The General said he had sent Macmaster off with Sandbach in the two-seater. Macmaster had to dress before going up to Mountby. He added: ‘The
ruddy
limit!’ again.

‘Because I knocked the bobbie over?’ Tietjens asked. ‘He liked it.’

The General said:

‘Knocked the bobbie over … I didn’t see that.’

‘He didn’t want to catch the girls,’ Tietjens said, ‘you could see him – oh, yearning not to.’

‘I don’t want to know anything about that,’ the General said. ‘I shall hear enough about it from Paul Sandbach. Give the bobbie a quid and let’s hear no more of it. I’m a magistrate.’

‘Then what have I done?’ Tietjens said. ‘I helped those girls to get off.
You
didn’t want to catch them; Waterhouse didn’t, the policeman didn’t. No one did except the swine. Then what’s the matter?’

‘Damn it all!’ the General said, ‘don’t you remember that you’re a young married man?’

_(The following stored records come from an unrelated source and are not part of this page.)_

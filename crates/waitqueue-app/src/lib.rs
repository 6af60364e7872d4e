//! waitqueue-app: the composition root and the three binaries built on top
//! of it (`command_service`, `dispatcher_worker`, `projection_worker`).
//!
//! Per §9's "explicit composition root ... no module-level mutable
//! singletons", all concrete infrastructure types are constructed once here
//! and handed to whichever binary needs them, rather than reached for via
//! lazily-initialized globals.

pub mod correlation;

use std::sync::Arc;

use waitqueue_persistence::{
    build_dev_pool_from_env, BusConfig, OutboxConfig, PersistenceError, PgCheckpointStore,
    PgEventStore, PgLagTracker, PgOutboxStore, PgPool, PoolProvider,
};

pub struct CompositionRoot {
    pub pool: PgPool,
    pub event_store: Arc<PgEventStore<PoolProvider, waitqueue_domain::WaitingQueueEventKind>>,
    pub outbox_store: Arc<PgOutboxStore<PoolProvider>>,
    pub checkpoint_store: Arc<PgCheckpointStore<PoolProvider>>,
    pub lag_tracker: Arc<PgLagTracker<PoolProvider>>,
    pub outbox_config: OutboxConfig,
    pub bus_config: BusConfig,
}

impl CompositionRoot {
    /// Builds one connection pool from the environment (running pending
    /// migrations against it), then wires every store on top of its own
    /// `PoolProvider` clone — `r2d2::Pool` is cheap to clone, so each store
    /// shares the same underlying pool.
    pub fn from_env() -> Result<Self, PersistenceError> {
        let pool = build_dev_pool_from_env()?;
        let outbox_config = OutboxConfig::from_env();
        let bus_config = BusConfig::from_env();

        Ok(Self {
            event_store: Arc::new(PgEventStore::new(PoolProvider { pool: pool.clone() })),
            outbox_store: Arc::new(PgOutboxStore::new(PoolProvider { pool: pool.clone() })),
            checkpoint_store: Arc::new(PgCheckpointStore::new(PoolProvider { pool: pool.clone() })),
            lag_tracker: Arc::new(PgLagTracker::new(PoolProvider { pool: pool.clone() })),
            pool,
            outbox_config,
            bus_config,
        })
    }
}
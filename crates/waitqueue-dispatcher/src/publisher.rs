//! `EventPublisher`: outbox-mode no-op vs. bus-mode AMQP publish.
//!
//! The command-handling path never publishes directly — it only commits the
//! event and outbox rows (§4.2 invariant 3) — so it is wired with
//! `NoopPublisher`. The dispatcher worker is wired with `AmqpPublisher`,
//! which is the only place a message actually reaches the bus.

use async_trait::async_trait;
use lapin::options::{BasicPublishOptions, ExchangeDeclareOptions};
use lapin::types::{AMQPValue, FieldTable};
use lapin::{BasicProperties, Channel, Connection, ConnectionProperties, ExchangeKind};
use log::{debug, info};
use waitqueue_core::OutboxEntry;
use waitqueue_persistence::BusConfig;

use crate::error::DispatchError;

/// Publishes a due outbox entry to a message bus (or nowhere, for outbox-only
/// deployments where the outbox itself is the durable record).
#[async_trait]
pub trait EventPublisher: Send + Sync {
    async fn publish(&self, entry: &OutboxEntry) -> Result<(), DispatchError>;
}

/// Used on the command-handling path: the event is already durably recorded
/// by the time `save` returns, so publishing is the dispatcher's job alone.
pub struct NoopPublisher;

#[async_trait]
impl EventPublisher for NoopPublisher {
    async fn publish(&self, entry: &OutboxEntry) -> Result<(), DispatchError> {
        debug!("noop publish: event_id={} event_name={}", entry.event_id, entry.event_name);
        Ok(())
    }
}

/// Publishes to a RabbitMQ topic exchange. Routing key is the event name;
/// headers carry `correlationId`/`messageId`/`contentType` per §6's wire
/// format.
pub struct AmqpPublisher {
    channel: Channel,
    exchange: String,
}

impl AmqpPublisher {
    /// Connects to the bus and declares the configured exchange (idempotent:
    /// `declare` with matching arguments is a no-op if it already exists).
    pub async fn connect(config: &BusConfig) -> Result<Self, DispatchError> {
        let conn = Connection::connect(&config.amqp_uri(), ConnectionProperties::default())
            .await
            .map_err(|e| DispatchError::Bus(e.to_string()))?;
        let channel = conn.create_channel().await?;

        let kind = match config.exchange_type.as_str() {
            "topic" => ExchangeKind::Topic,
            "direct" => ExchangeKind::Direct,
            "fanout" => ExchangeKind::Fanout,
            other => return Err(DispatchError::Bus(format!("unsupported exchange type {other}"))),
        };
        channel
            .exchange_declare(
                &config.exchange,
                kind,
                ExchangeDeclareOptions { durable: true, ..Default::default() },
                FieldTable::default(),
            )
            .await?;

        info!("connected to bus exchange={} host={}", config.exchange, config.host);
        Ok(Self { channel, exchange: config.exchange.clone() })
    }
}

#[async_trait]
impl EventPublisher for AmqpPublisher {
    async fn publish(&self, entry: &OutboxEntry) -> Result<(), DispatchError> {
        let body = serde_json::to_vec(&entry.payload)
            .map_err(|e| DispatchError::Publish(e.to_string()))?;

        let mut headers = FieldTable::default();
        headers.insert(
            "correlationId".into(),
            AMQPValue::LongString(entry.correlation_id.to_string().into()),
        );
        headers.insert(
            "messageId".into(),
            AMQPValue::LongString(entry.idempotency_key.to_string().into()),
        );

        let properties = BasicProperties::default()
            .with_content_type("application/json".into())
            .with_delivery_mode(2) // persistent
            .with_headers(headers);

        self.channel
            .basic_publish(
                &self.exchange,
                &entry.event_name,
                BasicPublishOptions::default(),
                &body,
                properties,
            )
            .await?
            .await?;
        Ok(())
    }
}
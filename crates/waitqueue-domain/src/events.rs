//! `WaitingQueueEventKind`: the full event vocabulary of the `WaitingQueue`
//! aggregate (§4.1). One variant per successful state transition; every
//! field here becomes part of the event's JSON payload once wrapped in a
//! `waitqueue_core::DomainEvent`.

use chrono::{DateTime, Utc};
use serde::{Deserialize, Serialize};
use waitqueue_core::EventKind;

use crate::patient::{AttentionOutcome, Priority};

#[derive(Debug, Clone, Serialize, Deserialize)]
pub enum WaitingQueueEventKind {
    WaitingQueueCreated {
        queue_name: String,
        max_capacity: u32,
        metadata: serde_json::Value,
    },
    PatientCheckedIn {
        patient_id: String,
        patient_name: String,
        priority: Priority,
        consultation_type: String,
        check_in_time: DateTime<Utc>,
        queue_position: u64,
        notes: Option<String>,
    },
    PatientCalledAtCashier {
        patient_id: String,
    },
    PatientPaymentValidated {
        patient_id: String,
    },
    PatientPaymentPending {
        patient_id: String,
        attempt: u32,
    },
    PatientAbsentAtCashier {
        patient_id: String,
        retry: u32,
    },
    PatientCancelledByPayment {
        patient_id: String,
        reason: String,
    },
    ConsultingRoomActivated {
        room_id: String,
    },
    ConsultingRoomDeactivated {
        room_id: String,
    },
    PatientClaimedForAttention {
        patient_id: String,
        station_id: String,
    },
    PatientConsultationStarted {
        patient_id: String,
    },
    PatientAttentionCompleted {
        patient_id: String,
        outcome: AttentionOutcome,
    },
    PatientAbsentAtConsultation {
        patient_id: String,
        retry: u32,
    },
    PatientCancelledByAbsence {
        patient_id: String,
    },
}

impl EventKind for WaitingQueueEventKind {
    fn event_name(&self) -> &'static str {
        match self {
            WaitingQueueEventKind::WaitingQueueCreated { .. } => "WaitingQueueCreated",
            WaitingQueueEventKind::PatientCheckedIn { .. } => "PatientCheckedIn",
            WaitingQueueEventKind::PatientCalledAtCashier { .. } => "PatientCalledAtCashier",
            WaitingQueueEventKind::PatientPaymentValidated { .. } => "PatientPaymentValidated",
            WaitingQueueEventKind::PatientPaymentPending { .. } => "PatientPaymentPending",
            WaitingQueueEventKind::PatientAbsentAtCashier { .. } => "PatientAbsentAtCashier",
            WaitingQueueEventKind::PatientCancelledByPayment { .. } => "PatientCancelledByPayment",
            WaitingQueueEventKind::ConsultingRoomActivated { .. } => "ConsultingRoomActivated",
            WaitingQueueEventKind::ConsultingRoomDeactivated { .. } => "ConsultingRoomDeactivated",
            WaitingQueueEventKind::PatientClaimedForAttention { .. } => "PatientClaimedForAttention",
            WaitingQueueEventKind::PatientConsultationStarted { .. } => "PatientConsultationStarted",
            WaitingQueueEventKind::PatientAttentionCompleted { .. } => "PatientAttentionCompleted",
            WaitingQueueEventKind::PatientAbsentAtConsultation { .. } => "PatientAbsentAtConsultation",
            WaitingQueueEventKind::PatientCancelledByAbsence { .. } => "PatientCancelledByAbsence",
        }
    }
}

With the respect for the General’s superior age and achievements, Tietjens stopped himself laughing.

‘If you’re really serious, sir,’ he said, ‘I always remember it very carefully. I don’t suppose you’re suggesting that I’ve ever shown want of respect for Sylvia.’

The General shook his head.

‘I don’t know,’ he said. ‘And damn it all I’m worried. I’m … hang it, I’m your father’s oldest friend.’ The General looked indeed worn and saddened in the light of the sand-drifted, ground glass, windows. He said: ‘Was that skirt a … a friend of yours? Had you arranged it with her?’